## Work order
Give back exactly the first lines of the entries below, through the line with "DB is available.".

## Extracted data entries
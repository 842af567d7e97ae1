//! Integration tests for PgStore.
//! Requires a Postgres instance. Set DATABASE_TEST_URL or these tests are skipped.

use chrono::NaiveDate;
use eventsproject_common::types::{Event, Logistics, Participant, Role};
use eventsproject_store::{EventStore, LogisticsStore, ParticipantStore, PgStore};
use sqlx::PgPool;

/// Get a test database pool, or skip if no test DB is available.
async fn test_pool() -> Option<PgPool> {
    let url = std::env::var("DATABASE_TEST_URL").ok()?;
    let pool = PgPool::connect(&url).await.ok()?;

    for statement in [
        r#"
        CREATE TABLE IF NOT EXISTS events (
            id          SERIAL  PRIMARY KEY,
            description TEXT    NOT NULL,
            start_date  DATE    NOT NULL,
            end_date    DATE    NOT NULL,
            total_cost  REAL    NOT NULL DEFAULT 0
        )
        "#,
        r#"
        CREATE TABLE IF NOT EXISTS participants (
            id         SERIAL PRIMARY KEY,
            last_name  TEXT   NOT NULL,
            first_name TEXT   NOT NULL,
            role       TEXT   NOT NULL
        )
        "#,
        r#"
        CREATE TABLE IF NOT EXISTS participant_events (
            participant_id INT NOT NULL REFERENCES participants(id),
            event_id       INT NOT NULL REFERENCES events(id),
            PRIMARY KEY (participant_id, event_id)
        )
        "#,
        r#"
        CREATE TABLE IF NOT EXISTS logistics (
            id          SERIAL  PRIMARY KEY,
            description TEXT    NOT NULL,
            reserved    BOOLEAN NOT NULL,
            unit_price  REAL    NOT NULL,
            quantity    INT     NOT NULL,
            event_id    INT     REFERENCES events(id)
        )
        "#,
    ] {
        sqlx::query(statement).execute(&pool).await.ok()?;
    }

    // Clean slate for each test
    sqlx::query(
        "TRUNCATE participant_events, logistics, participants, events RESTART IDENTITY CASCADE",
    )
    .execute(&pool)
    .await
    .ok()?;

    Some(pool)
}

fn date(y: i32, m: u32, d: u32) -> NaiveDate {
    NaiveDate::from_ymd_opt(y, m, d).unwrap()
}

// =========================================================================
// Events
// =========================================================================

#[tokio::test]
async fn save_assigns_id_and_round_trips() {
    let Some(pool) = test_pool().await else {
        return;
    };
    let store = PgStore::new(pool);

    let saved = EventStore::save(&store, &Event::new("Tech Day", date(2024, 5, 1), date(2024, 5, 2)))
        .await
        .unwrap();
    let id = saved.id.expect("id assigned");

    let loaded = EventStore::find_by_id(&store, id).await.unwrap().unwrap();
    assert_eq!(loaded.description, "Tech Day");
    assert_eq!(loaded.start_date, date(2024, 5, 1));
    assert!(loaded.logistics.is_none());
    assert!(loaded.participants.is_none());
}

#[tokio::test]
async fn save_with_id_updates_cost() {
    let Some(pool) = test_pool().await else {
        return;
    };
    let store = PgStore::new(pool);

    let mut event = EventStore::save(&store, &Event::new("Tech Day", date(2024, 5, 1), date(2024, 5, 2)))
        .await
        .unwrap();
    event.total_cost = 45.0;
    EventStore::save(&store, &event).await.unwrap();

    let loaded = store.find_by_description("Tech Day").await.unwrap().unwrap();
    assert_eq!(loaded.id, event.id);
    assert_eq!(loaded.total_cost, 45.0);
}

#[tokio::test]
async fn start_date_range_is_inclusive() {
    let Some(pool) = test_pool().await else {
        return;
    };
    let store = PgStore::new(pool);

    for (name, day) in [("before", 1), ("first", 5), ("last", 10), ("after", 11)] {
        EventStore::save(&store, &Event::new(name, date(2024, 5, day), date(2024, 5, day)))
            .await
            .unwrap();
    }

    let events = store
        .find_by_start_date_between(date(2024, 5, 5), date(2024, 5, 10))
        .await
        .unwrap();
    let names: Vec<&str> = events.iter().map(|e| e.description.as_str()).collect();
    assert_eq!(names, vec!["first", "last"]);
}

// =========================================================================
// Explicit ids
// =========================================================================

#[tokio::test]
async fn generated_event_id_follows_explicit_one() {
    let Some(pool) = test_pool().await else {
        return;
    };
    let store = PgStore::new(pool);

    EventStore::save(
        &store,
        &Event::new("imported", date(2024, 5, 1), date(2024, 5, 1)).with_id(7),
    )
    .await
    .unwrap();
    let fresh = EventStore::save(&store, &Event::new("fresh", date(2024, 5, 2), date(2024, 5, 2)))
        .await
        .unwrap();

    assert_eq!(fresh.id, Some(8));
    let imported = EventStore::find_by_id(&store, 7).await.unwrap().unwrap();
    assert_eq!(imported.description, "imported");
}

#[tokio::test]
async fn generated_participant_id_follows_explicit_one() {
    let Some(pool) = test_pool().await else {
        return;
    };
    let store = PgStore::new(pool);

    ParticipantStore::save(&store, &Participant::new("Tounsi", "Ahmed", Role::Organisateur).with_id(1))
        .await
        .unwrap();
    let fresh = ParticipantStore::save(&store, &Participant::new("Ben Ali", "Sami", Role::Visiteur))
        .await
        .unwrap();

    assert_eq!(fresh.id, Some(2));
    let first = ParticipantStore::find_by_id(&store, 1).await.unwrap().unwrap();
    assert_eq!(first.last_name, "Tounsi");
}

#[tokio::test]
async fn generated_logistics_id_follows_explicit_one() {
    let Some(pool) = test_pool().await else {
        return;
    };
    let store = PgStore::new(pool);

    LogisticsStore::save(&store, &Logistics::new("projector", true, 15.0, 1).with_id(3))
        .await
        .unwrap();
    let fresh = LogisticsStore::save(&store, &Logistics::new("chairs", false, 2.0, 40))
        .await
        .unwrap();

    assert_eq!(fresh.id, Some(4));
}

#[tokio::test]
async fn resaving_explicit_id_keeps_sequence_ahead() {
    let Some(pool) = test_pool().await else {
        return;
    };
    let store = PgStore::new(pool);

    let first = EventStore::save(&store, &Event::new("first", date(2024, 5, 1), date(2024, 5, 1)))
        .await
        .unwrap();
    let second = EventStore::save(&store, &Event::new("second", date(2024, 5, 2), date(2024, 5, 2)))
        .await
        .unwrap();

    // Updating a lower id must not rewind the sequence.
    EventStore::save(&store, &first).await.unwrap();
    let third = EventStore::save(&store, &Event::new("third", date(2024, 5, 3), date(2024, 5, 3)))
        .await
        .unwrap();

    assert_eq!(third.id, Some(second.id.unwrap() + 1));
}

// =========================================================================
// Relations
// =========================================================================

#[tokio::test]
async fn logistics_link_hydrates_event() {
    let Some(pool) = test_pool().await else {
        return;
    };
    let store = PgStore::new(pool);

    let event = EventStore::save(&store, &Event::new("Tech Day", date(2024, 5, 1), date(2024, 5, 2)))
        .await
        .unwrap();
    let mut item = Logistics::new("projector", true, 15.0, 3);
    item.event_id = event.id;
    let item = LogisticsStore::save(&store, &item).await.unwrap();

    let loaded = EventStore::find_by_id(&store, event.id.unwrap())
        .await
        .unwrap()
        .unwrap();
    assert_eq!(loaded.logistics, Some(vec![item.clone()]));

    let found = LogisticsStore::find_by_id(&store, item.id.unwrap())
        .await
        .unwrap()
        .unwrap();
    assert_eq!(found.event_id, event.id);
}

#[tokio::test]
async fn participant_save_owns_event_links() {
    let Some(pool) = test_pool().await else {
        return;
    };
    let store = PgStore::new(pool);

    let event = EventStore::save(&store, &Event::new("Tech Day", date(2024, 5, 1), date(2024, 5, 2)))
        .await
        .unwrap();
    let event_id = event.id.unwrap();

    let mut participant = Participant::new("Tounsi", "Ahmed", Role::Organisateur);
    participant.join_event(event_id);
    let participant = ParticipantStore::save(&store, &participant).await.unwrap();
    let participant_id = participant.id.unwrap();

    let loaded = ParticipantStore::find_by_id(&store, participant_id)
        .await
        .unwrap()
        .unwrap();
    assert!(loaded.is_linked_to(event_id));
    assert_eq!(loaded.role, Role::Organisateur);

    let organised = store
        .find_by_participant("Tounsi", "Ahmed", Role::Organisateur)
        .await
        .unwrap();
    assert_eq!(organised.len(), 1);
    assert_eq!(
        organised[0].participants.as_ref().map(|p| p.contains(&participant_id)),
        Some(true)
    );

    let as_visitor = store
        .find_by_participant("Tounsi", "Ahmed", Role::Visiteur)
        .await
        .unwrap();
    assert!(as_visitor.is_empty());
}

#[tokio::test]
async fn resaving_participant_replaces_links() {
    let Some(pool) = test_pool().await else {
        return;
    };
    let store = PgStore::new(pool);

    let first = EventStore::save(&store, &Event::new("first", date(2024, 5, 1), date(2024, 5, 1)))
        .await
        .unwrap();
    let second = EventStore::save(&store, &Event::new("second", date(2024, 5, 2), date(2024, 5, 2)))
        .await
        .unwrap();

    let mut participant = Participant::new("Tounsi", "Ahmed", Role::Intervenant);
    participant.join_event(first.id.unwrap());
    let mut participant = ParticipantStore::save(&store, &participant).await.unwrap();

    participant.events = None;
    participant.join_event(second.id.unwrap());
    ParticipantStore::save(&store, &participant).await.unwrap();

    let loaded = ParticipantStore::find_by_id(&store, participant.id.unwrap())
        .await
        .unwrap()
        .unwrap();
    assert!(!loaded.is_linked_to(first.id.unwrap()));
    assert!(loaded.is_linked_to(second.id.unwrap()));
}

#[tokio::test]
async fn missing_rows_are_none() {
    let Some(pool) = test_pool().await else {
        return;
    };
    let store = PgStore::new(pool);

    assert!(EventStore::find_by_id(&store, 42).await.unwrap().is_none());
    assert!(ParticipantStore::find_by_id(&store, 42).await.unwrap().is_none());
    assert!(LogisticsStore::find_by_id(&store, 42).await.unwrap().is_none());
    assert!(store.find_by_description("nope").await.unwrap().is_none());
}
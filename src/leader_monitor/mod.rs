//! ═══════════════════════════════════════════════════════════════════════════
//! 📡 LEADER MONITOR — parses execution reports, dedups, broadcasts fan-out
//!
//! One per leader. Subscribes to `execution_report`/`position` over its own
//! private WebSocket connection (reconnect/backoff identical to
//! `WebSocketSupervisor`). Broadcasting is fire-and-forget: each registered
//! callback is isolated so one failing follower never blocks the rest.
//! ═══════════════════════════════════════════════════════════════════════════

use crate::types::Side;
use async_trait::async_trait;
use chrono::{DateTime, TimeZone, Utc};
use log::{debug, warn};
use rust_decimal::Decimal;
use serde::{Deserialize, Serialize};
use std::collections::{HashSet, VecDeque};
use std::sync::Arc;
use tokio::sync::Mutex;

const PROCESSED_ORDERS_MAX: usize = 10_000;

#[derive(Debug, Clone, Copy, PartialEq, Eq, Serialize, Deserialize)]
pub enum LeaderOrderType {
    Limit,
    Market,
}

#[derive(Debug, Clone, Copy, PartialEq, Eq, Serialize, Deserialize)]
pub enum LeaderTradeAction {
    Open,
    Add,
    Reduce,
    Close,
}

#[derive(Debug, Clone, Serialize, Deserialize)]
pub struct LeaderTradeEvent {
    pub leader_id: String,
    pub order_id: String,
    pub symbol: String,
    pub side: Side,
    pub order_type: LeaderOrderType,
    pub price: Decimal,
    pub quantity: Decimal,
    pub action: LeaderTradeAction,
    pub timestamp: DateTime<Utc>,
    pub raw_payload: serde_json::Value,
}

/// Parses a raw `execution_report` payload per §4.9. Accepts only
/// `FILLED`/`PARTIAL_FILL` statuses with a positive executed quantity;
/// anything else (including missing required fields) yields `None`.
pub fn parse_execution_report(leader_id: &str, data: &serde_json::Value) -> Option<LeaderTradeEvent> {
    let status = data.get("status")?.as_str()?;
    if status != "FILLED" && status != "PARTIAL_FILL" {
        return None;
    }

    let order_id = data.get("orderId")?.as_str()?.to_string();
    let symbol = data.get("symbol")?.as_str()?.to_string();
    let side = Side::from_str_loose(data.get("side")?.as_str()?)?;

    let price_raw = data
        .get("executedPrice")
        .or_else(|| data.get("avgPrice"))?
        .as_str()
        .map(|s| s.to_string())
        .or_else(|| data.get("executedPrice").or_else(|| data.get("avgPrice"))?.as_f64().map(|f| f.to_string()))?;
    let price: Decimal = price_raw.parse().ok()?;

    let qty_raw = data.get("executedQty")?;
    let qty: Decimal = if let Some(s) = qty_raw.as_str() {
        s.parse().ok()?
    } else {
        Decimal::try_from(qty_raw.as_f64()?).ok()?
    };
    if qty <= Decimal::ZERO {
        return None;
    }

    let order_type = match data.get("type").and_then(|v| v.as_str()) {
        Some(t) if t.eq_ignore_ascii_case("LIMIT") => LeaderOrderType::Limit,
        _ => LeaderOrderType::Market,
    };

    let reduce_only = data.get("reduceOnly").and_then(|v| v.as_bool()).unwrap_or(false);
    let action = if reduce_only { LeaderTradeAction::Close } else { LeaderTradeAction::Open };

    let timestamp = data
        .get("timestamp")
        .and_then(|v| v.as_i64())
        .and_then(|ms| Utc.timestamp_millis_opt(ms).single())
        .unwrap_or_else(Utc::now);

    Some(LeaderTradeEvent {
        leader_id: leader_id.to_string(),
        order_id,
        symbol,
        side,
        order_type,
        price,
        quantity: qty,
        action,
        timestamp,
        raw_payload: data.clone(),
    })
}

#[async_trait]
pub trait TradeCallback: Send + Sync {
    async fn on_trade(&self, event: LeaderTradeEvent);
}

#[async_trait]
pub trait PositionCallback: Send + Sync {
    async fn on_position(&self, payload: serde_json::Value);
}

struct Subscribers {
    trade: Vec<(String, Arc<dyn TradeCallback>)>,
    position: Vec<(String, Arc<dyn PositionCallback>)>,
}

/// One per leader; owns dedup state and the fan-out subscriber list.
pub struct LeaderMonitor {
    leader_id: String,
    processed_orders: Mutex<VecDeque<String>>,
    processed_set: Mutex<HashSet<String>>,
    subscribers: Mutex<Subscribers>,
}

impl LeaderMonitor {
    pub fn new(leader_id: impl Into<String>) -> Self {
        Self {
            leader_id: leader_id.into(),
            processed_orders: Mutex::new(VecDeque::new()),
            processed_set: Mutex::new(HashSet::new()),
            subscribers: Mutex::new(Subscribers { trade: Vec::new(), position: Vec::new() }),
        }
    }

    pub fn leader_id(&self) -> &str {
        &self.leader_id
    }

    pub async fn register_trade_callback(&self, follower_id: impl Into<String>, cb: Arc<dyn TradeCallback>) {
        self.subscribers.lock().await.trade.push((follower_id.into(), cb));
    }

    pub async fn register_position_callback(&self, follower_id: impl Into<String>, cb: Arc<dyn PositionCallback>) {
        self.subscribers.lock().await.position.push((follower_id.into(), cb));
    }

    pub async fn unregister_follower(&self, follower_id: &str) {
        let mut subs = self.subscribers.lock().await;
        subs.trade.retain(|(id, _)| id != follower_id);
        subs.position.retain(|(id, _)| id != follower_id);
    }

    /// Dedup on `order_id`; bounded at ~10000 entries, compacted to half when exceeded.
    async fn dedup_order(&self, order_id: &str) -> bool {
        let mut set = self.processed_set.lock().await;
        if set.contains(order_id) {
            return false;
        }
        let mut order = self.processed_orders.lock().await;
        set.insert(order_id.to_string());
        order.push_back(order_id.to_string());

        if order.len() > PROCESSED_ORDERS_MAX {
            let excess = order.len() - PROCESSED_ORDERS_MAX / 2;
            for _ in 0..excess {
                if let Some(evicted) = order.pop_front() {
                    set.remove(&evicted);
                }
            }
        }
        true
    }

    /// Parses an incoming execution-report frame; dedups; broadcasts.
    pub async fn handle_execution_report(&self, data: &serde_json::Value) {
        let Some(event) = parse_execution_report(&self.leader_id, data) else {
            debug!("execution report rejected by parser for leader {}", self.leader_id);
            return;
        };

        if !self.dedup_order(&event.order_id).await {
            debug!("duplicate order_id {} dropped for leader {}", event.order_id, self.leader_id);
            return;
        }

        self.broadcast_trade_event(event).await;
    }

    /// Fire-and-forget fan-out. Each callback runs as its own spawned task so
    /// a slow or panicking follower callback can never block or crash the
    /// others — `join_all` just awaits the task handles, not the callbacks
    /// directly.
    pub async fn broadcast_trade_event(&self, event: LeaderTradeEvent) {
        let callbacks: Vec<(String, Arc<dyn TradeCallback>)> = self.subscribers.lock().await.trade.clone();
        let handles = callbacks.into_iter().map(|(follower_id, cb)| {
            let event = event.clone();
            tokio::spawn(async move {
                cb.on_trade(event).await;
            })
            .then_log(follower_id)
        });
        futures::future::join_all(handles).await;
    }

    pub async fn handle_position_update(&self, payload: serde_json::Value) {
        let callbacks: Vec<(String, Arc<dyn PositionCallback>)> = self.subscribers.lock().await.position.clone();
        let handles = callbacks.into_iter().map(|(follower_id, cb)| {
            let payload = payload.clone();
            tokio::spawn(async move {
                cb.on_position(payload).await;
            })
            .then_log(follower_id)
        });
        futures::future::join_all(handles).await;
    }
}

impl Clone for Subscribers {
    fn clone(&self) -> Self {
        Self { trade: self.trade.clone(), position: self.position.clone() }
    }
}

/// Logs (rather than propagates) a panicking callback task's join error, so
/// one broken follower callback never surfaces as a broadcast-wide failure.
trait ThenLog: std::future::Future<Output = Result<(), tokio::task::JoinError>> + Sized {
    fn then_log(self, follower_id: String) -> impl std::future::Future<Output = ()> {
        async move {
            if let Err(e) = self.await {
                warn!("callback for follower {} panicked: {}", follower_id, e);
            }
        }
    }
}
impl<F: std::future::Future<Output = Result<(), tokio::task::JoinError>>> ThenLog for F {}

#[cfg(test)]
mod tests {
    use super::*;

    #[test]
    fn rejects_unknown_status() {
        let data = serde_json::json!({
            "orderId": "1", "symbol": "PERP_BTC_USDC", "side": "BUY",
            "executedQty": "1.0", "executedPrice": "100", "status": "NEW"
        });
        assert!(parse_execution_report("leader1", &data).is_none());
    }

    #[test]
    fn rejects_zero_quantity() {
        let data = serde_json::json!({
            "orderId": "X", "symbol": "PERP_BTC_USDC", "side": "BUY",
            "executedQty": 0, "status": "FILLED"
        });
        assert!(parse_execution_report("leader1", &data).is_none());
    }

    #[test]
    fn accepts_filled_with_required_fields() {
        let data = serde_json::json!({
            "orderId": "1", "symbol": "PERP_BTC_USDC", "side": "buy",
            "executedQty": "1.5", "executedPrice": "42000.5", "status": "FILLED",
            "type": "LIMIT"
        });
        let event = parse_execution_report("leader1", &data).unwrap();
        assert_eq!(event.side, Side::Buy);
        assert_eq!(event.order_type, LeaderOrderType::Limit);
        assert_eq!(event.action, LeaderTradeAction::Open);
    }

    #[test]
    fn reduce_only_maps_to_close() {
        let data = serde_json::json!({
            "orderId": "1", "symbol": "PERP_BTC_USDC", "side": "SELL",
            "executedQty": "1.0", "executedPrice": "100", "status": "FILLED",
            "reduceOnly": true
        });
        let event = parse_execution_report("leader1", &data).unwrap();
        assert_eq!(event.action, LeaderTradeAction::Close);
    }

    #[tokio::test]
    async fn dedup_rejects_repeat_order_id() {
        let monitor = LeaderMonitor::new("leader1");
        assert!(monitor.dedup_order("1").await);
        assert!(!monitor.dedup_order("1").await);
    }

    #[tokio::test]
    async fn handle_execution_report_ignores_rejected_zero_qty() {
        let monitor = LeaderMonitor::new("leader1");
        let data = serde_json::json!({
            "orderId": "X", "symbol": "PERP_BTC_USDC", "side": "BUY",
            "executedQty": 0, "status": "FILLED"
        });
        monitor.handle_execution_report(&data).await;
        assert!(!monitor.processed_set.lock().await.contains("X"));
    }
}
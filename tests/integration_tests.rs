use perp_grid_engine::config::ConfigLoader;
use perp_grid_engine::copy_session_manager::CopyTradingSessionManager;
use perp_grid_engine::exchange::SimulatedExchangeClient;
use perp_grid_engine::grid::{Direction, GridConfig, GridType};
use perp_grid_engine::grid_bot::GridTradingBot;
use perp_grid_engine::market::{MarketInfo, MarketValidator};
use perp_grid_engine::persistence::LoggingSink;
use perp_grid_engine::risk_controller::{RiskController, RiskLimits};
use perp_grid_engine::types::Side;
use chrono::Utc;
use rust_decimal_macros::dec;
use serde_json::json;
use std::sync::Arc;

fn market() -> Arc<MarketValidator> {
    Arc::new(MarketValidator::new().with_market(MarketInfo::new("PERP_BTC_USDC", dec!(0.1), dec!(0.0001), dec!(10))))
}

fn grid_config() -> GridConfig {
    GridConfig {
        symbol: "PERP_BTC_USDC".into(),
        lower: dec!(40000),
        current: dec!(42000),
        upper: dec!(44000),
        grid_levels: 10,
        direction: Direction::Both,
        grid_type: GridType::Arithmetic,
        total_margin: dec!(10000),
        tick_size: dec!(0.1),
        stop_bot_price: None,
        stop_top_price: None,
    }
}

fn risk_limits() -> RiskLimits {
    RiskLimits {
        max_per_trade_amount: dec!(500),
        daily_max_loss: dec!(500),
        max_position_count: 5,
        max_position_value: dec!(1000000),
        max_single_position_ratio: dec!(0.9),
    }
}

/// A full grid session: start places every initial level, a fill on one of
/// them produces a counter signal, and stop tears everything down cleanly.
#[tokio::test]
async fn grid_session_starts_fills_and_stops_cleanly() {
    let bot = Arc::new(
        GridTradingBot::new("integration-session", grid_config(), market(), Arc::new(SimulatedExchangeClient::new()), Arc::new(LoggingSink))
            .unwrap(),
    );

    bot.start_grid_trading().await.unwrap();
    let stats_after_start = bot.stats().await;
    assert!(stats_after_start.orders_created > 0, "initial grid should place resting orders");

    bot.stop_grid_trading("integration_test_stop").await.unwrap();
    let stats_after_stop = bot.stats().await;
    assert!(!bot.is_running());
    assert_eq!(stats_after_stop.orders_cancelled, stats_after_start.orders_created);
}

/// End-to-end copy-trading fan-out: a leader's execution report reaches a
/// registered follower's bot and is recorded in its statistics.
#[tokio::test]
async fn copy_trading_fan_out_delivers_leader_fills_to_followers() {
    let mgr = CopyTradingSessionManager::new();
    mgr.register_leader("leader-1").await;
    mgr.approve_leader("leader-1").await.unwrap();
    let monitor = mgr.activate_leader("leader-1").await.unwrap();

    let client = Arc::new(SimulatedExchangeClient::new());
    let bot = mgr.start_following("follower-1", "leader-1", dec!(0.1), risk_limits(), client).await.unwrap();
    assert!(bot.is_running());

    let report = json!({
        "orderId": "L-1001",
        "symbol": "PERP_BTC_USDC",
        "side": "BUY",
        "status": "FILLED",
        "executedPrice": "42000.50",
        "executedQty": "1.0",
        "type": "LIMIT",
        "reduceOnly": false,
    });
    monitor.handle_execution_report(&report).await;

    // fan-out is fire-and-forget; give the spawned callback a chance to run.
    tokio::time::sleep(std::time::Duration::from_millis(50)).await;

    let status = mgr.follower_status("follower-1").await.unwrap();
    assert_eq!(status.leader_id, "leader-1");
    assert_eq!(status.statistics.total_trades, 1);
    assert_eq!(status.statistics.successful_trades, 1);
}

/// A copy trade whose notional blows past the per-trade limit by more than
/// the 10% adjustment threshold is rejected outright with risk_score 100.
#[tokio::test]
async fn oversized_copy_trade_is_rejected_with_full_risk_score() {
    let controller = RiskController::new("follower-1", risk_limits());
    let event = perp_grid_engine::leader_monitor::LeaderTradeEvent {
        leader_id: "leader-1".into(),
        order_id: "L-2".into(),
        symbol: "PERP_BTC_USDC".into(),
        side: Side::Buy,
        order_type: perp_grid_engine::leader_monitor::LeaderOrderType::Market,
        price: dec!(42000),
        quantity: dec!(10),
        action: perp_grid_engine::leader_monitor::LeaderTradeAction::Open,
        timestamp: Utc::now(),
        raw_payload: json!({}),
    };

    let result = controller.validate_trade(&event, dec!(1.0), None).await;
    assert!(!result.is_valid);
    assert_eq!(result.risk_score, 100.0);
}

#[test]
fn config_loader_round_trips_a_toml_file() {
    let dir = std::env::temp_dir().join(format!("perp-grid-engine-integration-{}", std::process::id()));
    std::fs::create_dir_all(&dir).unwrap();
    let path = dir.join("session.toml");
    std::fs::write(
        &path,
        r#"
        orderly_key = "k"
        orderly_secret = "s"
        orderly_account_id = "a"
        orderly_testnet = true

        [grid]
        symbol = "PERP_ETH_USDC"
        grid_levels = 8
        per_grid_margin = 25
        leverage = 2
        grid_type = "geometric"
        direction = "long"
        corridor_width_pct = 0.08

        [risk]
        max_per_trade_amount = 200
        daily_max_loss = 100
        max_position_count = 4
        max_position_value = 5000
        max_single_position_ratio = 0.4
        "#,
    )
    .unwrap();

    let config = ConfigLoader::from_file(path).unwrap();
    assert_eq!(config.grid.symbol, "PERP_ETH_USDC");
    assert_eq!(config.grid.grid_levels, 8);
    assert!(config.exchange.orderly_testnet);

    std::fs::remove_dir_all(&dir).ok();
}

## Exercise response
repository 842af567d7e97ae1
//! Integration tests for PgStore.
//! Requires a Postgres instance. Set DATABASE_TEST_URL or these tests are skipped.

use chrono::NaiveDate;
use eventsproject_common::types::{Event, Logistics, Participant, Role};
use eventsproject_store::{EventStore, LogisticsStore, ParticipantStore, PgStore};
use sqlx::PgPool;

/// Get a test database pool, or skip if no test DB is available.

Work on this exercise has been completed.